**Instructions for the task**
A bare number is the expected answer: the count of lines in the records that contain the word "holder".

Start of Data for processing

//! Role model for PostgreSQL database operations.

use diesel::prelude::*;
use jiff_diesel::Timestamp;
use uuid::Uuid;

use crate::schema::roles;

/// Name of the role created together with every institution.
pub const ROOT_ROLE_NAME: &str = "ROOT";

/// A named set of privileges within an institution.
#[derive(Debug, Clone, PartialEq, Queryable, Selectable)]
#[diesel(table_name = roles)]
#[diesel(check_for_backend(diesel::pg::Pg))]
pub struct Role {
    pub id: Uuid,
    pub institution_id: Uuid,
    pub name: String,
    /// Whether this is the institution's root role.
    pub is_root: bool,
    pub created_at: Timestamp,
    pub updated_at: Timestamp,
    pub deleted_at: Option<Timestamp>,
}

/// Data for creating a new role.
#[derive(Debug, Default, Clone, Insertable)]
#[diesel(table_name = roles)]
#[diesel(check_for_backend(diesel::pg::Pg))]
pub struct NewRole {
    pub institution_id: Uuid,
    pub name: String,
    pub is_root: bool,
}

impl NewRole {
    /// Creates a regular role.
    pub fn new(institution_id: Uuid, name: impl Into<String>) -> Self {
        Self {
            institution_id,
            name: name.into(),
            is_root: false,
        }
    }

    /// Creates the root role of an institution.
    pub fn root(institution_id: Uuid) -> Self {
        Self {
            institution_id,
            name: ROOT_ROLE_NAME.to_owned(),
            is_root: true,
        }
    }
}

/// Data for updating a role.
#[derive(Debug, Clone, Default, AsChangeset)]
#[diesel(table_name = roles)]
#[diesel(check_for_backend(diesel::pg::Pg))]
pub struct UpdateRole {
    pub name: Option<String>,
    pub deleted_at: Option<Option<Timestamp>>,
}
/// Soft deletes a membership.
#[tracing::instrument(
    skip_all,
    fields(
        subject = %auth_state.subject,
        institution_id = %path_params.institution_id,
        institution_user_id = %path_params.institution_user_id,
    )
)]
async fn delete_institution_user(
    State(audit_log): State<AuditLog>,
    AuthState(auth_state): AuthState,
    Path(path_params): Path<InstitutionUserPathParams>,
    PgPool(mut conn): PgPool,
) -> Result<StatusCode> {
    auth_state.authorize_privilege(path_params.institution_id, PrivilegeKey::ArchiveUser)?;
    tracing::debug!(target: TRACING_TARGET, "Deleting institution user");

    let InstitutionUserPathParams {
        institution_id,
        institution_user_id,
    } = path_params;

    let member = conn
        .transaction(|conn| {
            Box::pin(async move {
                let member = find_member(conn, institution_id, institution_user_id).await?;
                check_lifecycle(conn, &member, LifecycleAction::Delete, None).await?;
                conn.delete_institution_user(institution_user_id).await?;
                Ok::<_, Error>(member)
            })
        })
        .await?;

    tracing::info!(target: TRACING_TARGET, "Institution user deleted");

    let event = AuditLogEvent::new(
        AuditEventType::RemoveUser,
        AuditObjectType::InstitutionUser,
        institution_user_id,
    )
    .with_institution(institution_id)
    .with_pre(snapshot(&InstitutionUser::from_joined(member)));
    audit_log.record(&auth_state, event).await;

    Ok(StatusCode::NO_CONTENT)
}

fn delete_institution_user_docs(op: TransformOperation) -> TransformOperation {
    op.summary("Delete institution user")
        .description("Soft deletes a membership. The only active root holder cannot be deleted.")
        .response::<204, ()>()
        .response::<401, Json<ErrorResponse>>()
        .response::<403, Json<ErrorResponse>>()
        .response::<404, Json<ErrorResponse>>()
        .response::<409, Json<ErrorResponse>>()
}

/// Sets the deactivation date of a member.
#[tracing::instrument(
    skip_all,
    fields(
        subject = %auth_state.subject,
        institution_id = %path_params.institution_id,
        institution_user_id = %path_params.institution_user_id,
    )
)]
async fn deactivate_institution_user(
    State(audit_log): State<AuditLog>,
    AuthState(auth_state): AuthState,
    Path(path_params): Path<InstitutionUserPathParams>,
    PgPool(mut conn): PgPool,
    ValidateJson(request): ValidateJson<DeactivateInstitutionUser>,
) -> Result<(StatusCode, Json<InstitutionUser>)> {
    auth_state.authorize_privilege(path_params.institution_id, PrivilegeKey::DeactivateUser)?;
    check_deactivation_date(request.deactivation_date, local_today())?;
    tracing::debug!(target: TRACING_TARGET, "Deactivating institution user");

    let InstitutionUserPathParams {
        institution_id,
        institution_user_id,
    } = path_params;
    let deactivation_date = request.deactivation_date;

    let (before, after) = conn
        .transaction(|conn| {
            Box::pin(async move {
                let member = find_member(conn, institution_id, institution_user_id).await?;
                check_lifecycle(conn, &member, LifecycleAction::Deactivate, None).await?;

                let changes = UpdateModel {
                    deactivation_date: Some(Some(deactivation_date.into())),
                    ..Default::default()
                };
                conn.update_institution_user(institution_user_id, changes)
                    .await?;

                let updated = find_member(conn, institution_id, institution_user_id).await?;
                Ok::<_, Error>((member, updated))
            })
        })
        .await?;

    let before = InstitutionUser::from_joined(before);
    let response = InstitutionUser::from_joined(after);

    tracing::info!(
        target: TRACING_TARGET,
        deactivation_date = %deactivation_date,
        status = %response.status,
        "Institution user deactivated",
    );

    let event = AuditLogEvent::new(
        AuditEventType::DeactivateUser,
        AuditObjectType::InstitutionUser,
        institution_user_id,
    )
    .with_institution(institution_id)
    .with_pre(snapshot(&before))
    .with_post(snapshot(&response));
    audit_log.record(&auth_state, event).await;

    Ok((StatusCode::OK, Json(response)))
}

fn deactivate_institution_user_docs(op: TransformOperation) -> TransformOperation {
    op.summary("Deactivate institution user")
        .description(
            "Sets the deactivation date, which must be today or later in Europe/Tallinn. \
             A future date schedules the deactivation.",
        )
        .response::<200, Json<InstitutionUser>>()
        .response::<400, Json<ErrorResponse>>()
        .response::<401, Json<ErrorResponse>>()
        .response::<403, Json<ErrorResponse>>()
        .response::<404, Json<ErrorResponse>>()
        .response::<409, Json<ErrorResponse>>()
}

/// Clears the deactivation date of a member and assigns roles.
#[tracing::instrument(
    skip_all,
    fields(
        subject = %auth_state.subject,
        institution_id = %path_params.institution_id,
        institution_user_id = %path_params.institution_user_id,
    )
)]
async fn activate_institution_user(
    State(audit_log): State<AuditLog>,
    AuthState(auth_state): AuthState,
    Path(path_params): Path<InstitutionUserPathParams>,
    PgPool(mut conn): PgPool,
    ValidateJson(request): ValidateJson<ActivateInstitutionUser>,
) -> Result<(StatusCode, Json<InstitutionUser>)> {
    auth_state.authorize_privilege(path_params.institution_id, PrivilegeKey::ActivateUser)?;
    check_activation_roles(&request.role_ids)?;
    tracing::debug!(target: TRACING_TARGET, "Activating institution user");

    let InstitutionUserPathParams {
        institution_id,
        institution_user_id,
    } = path_params;

    let (before, after) = conn
        .transaction(|conn| {
            Box::pin(async move {
                let member = find_member(conn, institution_id, institution_user_id).await?;
                let roles = resolve_roles(conn, institution_id, &request.role_ids).await?;
                check_lifecycle(conn, &member, LifecycleAction::Activate, Some(roles.as_slice())).await?;

                let changes = UpdateModel {
                    deactivation_date: Some(None),
                    ..Default::default()
                };
                conn.update_institution_user(institution_user_id, changes)
                    .await?;

                let role_ids: Vec<Uuid> = roles.iter().map(|role| role.id).collect();
                conn.replace_institution_user_roles(institution_user_id, &role_ids)
                    .await?;

                let updated = find_member(conn, institution_id, institution_user_id).await?;
                Ok::<_, Error>((member, updated))
            })
        })
        .await?;

    let before = InstitutionUser::from_joined(before);
    let response = InstitutionUser::from_joined(after);

    tracing::info!(target: TRACING_TARGET, "Institution user activated");

    let event = AuditLogEvent::new(
        AuditEventType::ActivateUser,
        AuditObjectType::InstitutionUser,
        institution_user_id,
    )
    .with_institution(institution_id)
    .with_pre(snapshot(&before))
    .with_post(snapshot(&response));
    audit_log.record(&auth_state, event).await;

    Ok((StatusCode::OK, Json(response)))
}

fn activate_institution_user_docs(op: TransformOperation) -> TransformOperation {
    op.summary("Activate institution user")
        .description(
            "Clears the deactivation date and replaces the roles. At least one role is \
             required, and the only lasting root holder cannot lose the root role.",
        )
        .response::<200, Json<InstitutionUser>>()
        .response::<400, Json<ErrorResponse>>()
        .response::<401, Json<ErrorResponse>>()
        .response::<403, Json<ErrorResponse>>()
        .response::<404, Json<ErrorResponse>>()
        .response::<409, Json<ErrorResponse>>()
}

/// Archives a member and removes all role assignments.
#[tracing::instrument(
    skip_all,
    fields(
        subject = %auth_state.subject,
        institution_id = %path_params.institution_id,
        institution_user_id = %path_params.institution_user_id,
    )
)]
async fn archive_institution_user(
    State(audit_log): State<AuditLog>,
    AuthState(auth_state): AuthState,
    Path(path_params): Path<InstitutionUserPathParams>,
    PgPool(mut conn): PgPool,
) -> Result<(StatusCode, Json<InstitutionUser>)> {
    auth_state.authorize_privilege(path_params.institution_id, PrivilegeKey::ArchiveUser)?;
    tracing::debug!(target: TRACING_TARGET, "Archiving institution user");

    let InstitutionUserPathParams {
        institution_id,
        institution_user_id,
    } = path_params;

    let (before, after) = conn
        .transaction(|conn| {
            Box::pin(async move {
                let member = find_member(conn, institution_id, institution_user_id).await?;
                check_lifecycle(conn, &member, LifecycleAction::Archive, None).await?;

                let changes = UpdateModel {
                    archived_at: Some(Some(Timestamp::now().into())),
                    ..Default::default()
                };
                conn.update_institution_user(institution_user_id, changes)
                    .await?;
                conn.remove_institution_user_roles(institution_user_id)
                    .await?;

                let updated = find_member(conn, institution_id, institution_user_id).await?;
                Ok::<_, Error>((member, updated))
            })
        })
        .await?;

    let before = InstitutionUser::from_joined(before);
    let response = InstitutionUser::from_joined(after);

    tracing::info!(target: TRACING_TARGET, "Institution user archived");

    let event = AuditLogEvent::new(
        AuditEventType::ArchiveUser,
        AuditObjectType::InstitutionUser,
        institution_user_id,
    )
    .with_institution(institution_id)
    .with_pre(snapshot(&before))
    .with_post(snapshot(&response));
    audit_log.record(&auth_state, event).await;

    Ok((StatusCode::OK, Json(response)))
}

End of Data for processing

**Result of the exercise**
2